Problem: Before developing Fermi’s golden rule, it is necessary to first lay out the general framework of time-dependent perturbation theory, of which Fermi’s golden rule is a special case. To this effect, begin by considering the usual (Schrodinger picture) Hamiltonian decomposition \(H=H_0+V\), and obtain the “fundamental theorem of (\(1^{\text{st}}\)-order) time-dependent perturbation theory” for the transition amplitude between an initial \(H_0\)-eigenstate \(|i\rangle\) at \(t=0\) and a final (Schrodinger picture) \(H_0\)-eigenstate \(|f\rangle\) with distinct energy \(E_f\neq E_i\) as a function of the elapsed time \(t\):
\[\langle f|\mathcal T\exp\left(-\frac{i}{\hbar}\int_0^tdt’H(t’)\right)|i\rangle\sim h^{-1}V_{fi}(\omega_{fi})*_{\omega_{fi}}e^{i\omega_{fi}t/2}t\text{sinc}\frac{\omega_{fi}t}{2}\]
where \(\hbar\omega_{fi}:=E_f-E_i\), \(V_{fi}(\omega_{fi}):=\langle f|V(\omega_{fi})|i\rangle\) and the linear response Fourier transform convention is being used:
\[V(\omega):=\int_{-\infty}^{\infty}dte^{i\omega t}V(t)\]
Solution: First one has to establish the following exact decomposition lemma for the time evolution operator under the perturbed Hamiltonian \(H\):
\[\mathcal T\exp\left(-\frac{i}{\hbar}\int_0^tdt’H(t’)\right)=\exp\left(-\frac{iH_0t}{\hbar}\right)\mathcal T\exp\left(-\frac{i}{\hbar}\int_0^tdt’V_{/H_0}(t’)\right)\]

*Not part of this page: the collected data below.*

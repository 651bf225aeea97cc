use chrono::{DateTime, TimeDelta, Utc};
use serde::{Deserialize, Serialize};

/// Browser-side function run by `apify/web-scraper` for each page. Returns the
/// fully rendered document so challenge interstitials have already resolved.
pub const RENDER_PAGE_FUNCTION: &str = r#"async function pageFunction(context) {
    return {
        url: context.request.url,
        html: document.documentElement.outerHTML,
    };
}"#;

/// Input for the apify/web-scraper actor.
#[derive(Debug, Clone, Serialize)]
pub struct WebScraperInput {
    #[serde(rename = "startUrls")]
    pub start_urls: Vec<StartUrl>,
    #[serde(rename = "pageFunction")]
    pub page_function: String,
    #[serde(rename = "maxPagesPerCrawl")]
    pub max_pages_per_crawl: u32,
    #[serde(rename = "proxyConfiguration")]
    pub proxy_configuration: ProxyConfiguration,
}

impl WebScraperInput {
    /// Render exactly one page through Apify's proxy pool.
    pub fn single_page(url: &str) -> Self {
        Self {
            start_urls: vec![StartUrl {
                url: url.to_string(),
            }],
            page_function: RENDER_PAGE_FUNCTION.to_string(),
            max_pages_per_crawl: 1,
            proxy_configuration: ProxyConfiguration {
                use_apify_proxy: true,
            },
        }
    }
}

#[derive(Debug, Clone, Serialize)]
pub struct StartUrl {
    pub url: String,
}

#[derive(Debug, Clone, Serialize)]
pub struct ProxyConfiguration {
    #[serde(rename = "useApifyProxy")]
    pub use_apify_proxy: bool,
}

/// A single rendered page from the web-scraper dataset.
#[derive(Debug, Clone, Deserialize)]
pub struct RenderedPage {
    pub url: Option<String>,
    pub html: Option<String>,
}

/// Wrapper for Apify API responses.
#[derive(Debug, Clone, Deserialize)]
pub struct ApiResponse<T> {
    pub data: T,
}

/// Apify actor run metadata.
#[derive(Debug, Clone, Deserialize)]
pub struct RunData {
    pub id: String,
    pub status: String,
    #[serde(rename = "defaultDatasetId")]
    pub default_dataset_id: String,
    #[serde(rename = "startedAt")]
    pub started_at: Option<DateTime<Utc>>,
    #[serde(rename = "finishedAt")]
    pub finished_at: Option<DateTime<Utc>>,
}

impl RunData {
    /// Wall-clock run time, once the run has finished.
    pub fn duration(&self) -> Option<TimeDelta> {
        Some(self.finished_at? - self.started_at?)
    }
}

which makes sense conceptually as that is what the interaction picture is all about (to prove it, show that both sides obey the same \(1^{\text{st}}\)-order ODE \(i\hbar\dot U=HU\) with same initial condition \(U(0)=1\)). Now then, upon taking the matrix element of both sides in the \(H_0\)-eigenbasis, the free evolution piece \(\exp\left(-\frac{iH_0t}{\hbar}\right)\) simply contributes an irrelevant phase \(e^{-iE_ft/\hbar}\) when acting on the bra \(\langle f|\) since of course \(H_0\) cannot promote transitions between its own eigenstates; later when taking the mod-square of the transition amplitude to obtain a transition probability, this will drop out.

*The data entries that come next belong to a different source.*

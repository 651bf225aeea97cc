//! Page fetching with an anti-bot escalation path.
//!
//! [`HttpFetcher`] does the cheap plain GET. [`Fetcher`] pairs it with an
//! optional [`PageRenderer`] and escalates only when the plain fetch was
//! answered by a challenge interstitial. Timeouts, error statuses and wrong
//! content types never reach the (paid) renderer.

mod http;

pub use http::HttpFetcher;
pub use crate::traits::fetcher::{FetchedPage, PageFetcher};

use std::sync::Arc;
use std::time::Duration;

use tracing::{debug, info, warn};

use crate::traits::renderer::PageRenderer;

/// Budget for one plain fetch.
pub const DEFAULT_FETCH_TIMEOUT: Duration = Duration::from_secs(10);

/// Budget for one headless render.
pub const DEFAULT_RENDER_TIMEOUT: Duration = Duration::from_secs(60);

/// Retained body size, in characters.
pub const MAX_BODY_CHARS: usize = 2_000_000;

/// Markup that only appears on anti-bot interstitials.
pub const CHALLENGE_MARKERS: &[&str] = &[
    "<title>Just a moment...</title>",
    "cf-browser-verification",
    "cf-challenge-running",
    "cf_chl_opt",
];

/// Whether `body` is a challenge page rather than site content.
pub fn is_challenge_page(body: &str) -> bool {
    CHALLENGE_MARKERS.iter().any(|marker| body.contains(marker))
}

/// Plain fetcher plus optional headless fallback.
#[derive(Clone)]
pub struct Fetcher {
    plain: Arc<dyn PageFetcher>,
    renderer: Option<Arc<dyn PageRenderer>>,
    fetch_timeout: Duration,
    render_timeout: Duration,
}

impl Fetcher {
    pub fn new(plain: Arc<dyn PageFetcher>) -> Self {
        Self {
            plain,
            renderer: None,
            fetch_timeout: DEFAULT_FETCH_TIMEOUT,
            render_timeout: DEFAULT_RENDER_TIMEOUT,
        }
    }

    /// Enable challenge escalation through `renderer`.
    pub fn with_renderer(mut self, renderer: Arc<dyn PageRenderer>) -> Self {
        self.renderer = Some(renderer);
        self
    }

    pub fn with_fetch_timeout(mut self, timeout: Duration) -> Self {
        self.fetch_timeout = timeout;
        self
    }

    pub fn with_render_timeout(mut self, timeout: Duration) -> Self {
        self.render_timeout = timeout;
        self
    }

    /// Whether a renderer is wired in.
    pub fn has_renderer(&self) -> bool {
        self.renderer.is_some()
    }

    /// Plain fetch only, with the configured timeout.
    pub async fn fetch_page(&self, url: &str) -> FetchedPage {
        self.plain.fetch_page(url, self.fetch_timeout).await
    }

    /// Plain fetch; on a challenge, render the page headlessly instead.
    pub async fn fetch_page_with_fallback(&self, url: &str) -> Option<String> {
        let page = self.fetch_page(url).await;
        if page.html.is_some() || !page.cloudflare_blocked {
            return page.html;
        }

        let Some(renderer) = &self.renderer else {
            warn!(url = %url, "Challenge served but no headless renderer configured");
            return None;
        };

        info!(url = %url, "Challenge detected, falling back to headless renderer");
        match tokio::time::timeout(self.render_timeout, renderer.render_page(url)).await {
            Ok(Ok(Some(html))) if !html.trim().is_empty() => {
                debug!(url = %url, bytes = html.len(), "Headless render succeeded");
                Some(html)
            }
            Ok(Ok(_)) => {
                debug!(url = %url, "Headless render returned no HTML");
                None
            }
            Ok(Err(e)) => {
                warn!(url = %url, error = %e, "Headless render failed");
                None
            }
            Err(_) => {
                warn!(
                    url = %url,
                    timeout_ms = self.render_timeout.as_millis() as u64,
                    "Headless render timed out"
                );
                None
            }
        }
    }
}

At this point, one employs the key step of (\(1^{\text{st}}\)-order) time-dependent perturbation theory, which is to Dyson-expand the time-ordered exponential to \(1^{\text{st}}\)-order (the word “order” here is being used in \(2\) different senses!):
\[\sim \langle f|1-\frac{i}{\hbar}\int_0^tdt’V_{/H_0}(t’)|i\rangle\]
Since \(E_f\neq E_i\) and \(H_0\) is Hermitian, it follows \(\langle f|i\rangle=0\) are orthogonal so the transition amplitude becomes:
\[\sim\hbar^{-1}\int_0^tdt’\langle f|V_{/H_0}(t’)|i\rangle=\hbar^{-1}\int_0^tdt’e^{i\omega_{fi}t}\langle f|V(t’)|i\rangle\]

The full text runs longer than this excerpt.